27/06/2016

A porta enferrujada

Era uma porta enferrujada. E ela entrou. A medo. Um maravilhoso jardim surgiu diante dos seus olhos, com canteiros e arbustos e um aroma a flores que a fez pensar ter entrado no País das Maravilhas, ao ponto de se pôr a olhar em volta procurando o Coelho Branco.
Em vez dele viu, de forma igualmente inesperada, a sua avó. Não como a vira pela última vez, uma velhinha ligada a tubos numa cama de hospital, mas a senhora de idade que acolhia a adolescente rebelde com bolos caseiros e palavras apaziguadoras.
Do outro lado do jardim viu um rapazinho a acenar-lhe e a chamá-la para brincar. Percebeu que era o primo João, com quem brincara em criança.

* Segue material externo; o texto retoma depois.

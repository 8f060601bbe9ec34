// SPDX-FileCopyrightText: 2026 wikictl Contributors
// SPDX-License-Identifier: MIT OR Apache-2.0

//! Picks the effective credential for an instance id.
//!
//! The store wins. While it holds any instance, legacy environment instances
//! are hidden from listings and default selection; an empty store makes the
//! legacy source a transparent fallback.

use serde::Serialize;
use tracing::{debug, warn};
use wikictl_core::{
    InstanceInfo, InstanceSource, LegacyCredentialSource, ResolvedCredential, WikictlError,
};

use crate::store::CredentialStore;

/// One selectable instance and where it comes from.
#[derive(Debug, Clone, PartialEq, Eq, Serialize)]
pub struct AvailableInstance {
    #[serde(flatten)]
    pub info: InstanceInfo,
    pub source: InstanceSource,
}

pub struct ConfigResolver<'a> {
    store: &'a CredentialStore,
    legacy: &'a dyn LegacyCredentialSource,
}

impl<'a> ConfigResolver<'a> {
    pub fn new(store: &'a CredentialStore, legacy: &'a dyn LegacyCredentialSource) -> Self {
        Self { store, legacy }
    }

    /// Store ids when the store is non-empty, else legacy ids.
    pub fn get_available_instances(&self) -> Result<Vec<String>, WikictlError> {
        let ids = self.store.get_instance_ids()?;
        if ids.is_empty() {
            Ok(self.legacy.instance_ids())
        } else {
            Ok(ids)
        }
    }

    /// Like [`Self::get_available_instances`], with names, URLs and sources.
    pub fn available_instances(&self) -> Result<Vec<AvailableInstance>, WikictlError> {
        let stored = self.store.get_all_instances()?;
        if !stored.is_empty() {
            return Ok(stored
                .into_iter()
                .map(|info| AvailableInstance {
                    info,
                    source: InstanceSource::Store,
                })
                .collect());
        }
        Ok(self
            .legacy
            .instances()
            .iter()
            .map(|legacy| AvailableInstance {
                info: legacy.info(),
                source: InstanceSource::Legacy,
            })
            .collect())
    }

    /// The environment-declared default, else the first available id.
    pub fn default_instance_id(&self) -> Result<Option<String>, WikictlError> {
        if let Some(id) = self.legacy.default_instance_id() {
            return Ok(Some(id));
        }
        Ok(self.get_available_instances()?.into_iter().next())
    }

    /// Resolve the URL and key to use for `instance_id` (or the default).
    ///
    /// A store record that fails to decrypt falls back to a legacy credential
    /// for the same id when one exists; otherwise the decryption error is
    /// returned rather than reported as an unknown instance.
    pub fn get_dynamic_config(
        &self,
        instance_id: Option<&str>,
    ) -> Result<ResolvedCredential, WikictlError> {
        let id = match instance_id {
            Some(id) => id.to_string(),
            None => self
                .default_instance_id()?
                .ok_or(WikictlError::NoInstancesConfigured)?,
        };

        let decrypt_error = match self.store.get_instance(&id) {
            Ok(Some(instance)) => {
                debug!(id = %id, "credential resolved from store");
                return Ok(ResolvedCredential {
                    instance_id: instance.id,
                    url: instance.url,
                    key: instance.key,
                    source: InstanceSource::Store,
                });
            }
            Ok(None) => None,
            Err(e @ WikictlError::DecryptionFailed { .. }) => Some(e),
            Err(e) => return Err(e),
        };

        if let Some(legacy) = self.legacy.instance(&id) {
            if let Some(err) = &decrypt_error {
                warn!(id = %id, error = %err, "store record unreadable, using legacy environment credential");
            } else {
                debug!(id = %id, "credential resolved from legacy environment");
            }
            return Ok(ResolvedCredential {
                instance_id: legacy.id,
                url: legacy.url,
                key: legacy.key,
                source: InstanceSource::Legacy,
            });
        }

        if let Some(err) = decrypt_error {
            return Err(err);
        }

        Err(WikictlError::UnknownInstance {
            id,
            available: self.get_available_instances()?,
        })
    }
}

Tinham perdido contacto quando este se mudara com a família mas sabia que tinha falecido num acidente de mota há uns anos.
Ao fundo do jardim, numa mesa sob um guarda sol, o avô, com o aspeto do senhor que lhe dava ralhetes, mas também colo, mimos e rebuçados às escondidas, e que partira quando ela era ainda criança. Aos seus pés, abanando entusiasticamente a cauda, o Bobi, o cão do avô, que não lhe sobrevivera muito tempo, apesar de gostar muito dela, a sua dedicação era ao dono.
Dirigiu-se à avó - Vim para ficar, avó Maria?
- Não, minha querida, ainda tens muito que viver.
Sentiu como que um puxão e começou a ver o jardim a ficar enevoado.
- Avó, eu queria ficar!
- Mas ainda não é altura. Vieste só fazer uma visita e deixar-nos lembrar-te que gostamos muito de ti e que desejamos que aproveites a tua vida e sejas feliz!
Sentiu um novo puxão e acordou numa cama de hospital.

E nunca ninguém percebeu porque é que as suas primeiras palavras foram “quem diria que a porta do Céu era velha e enferrujada?”.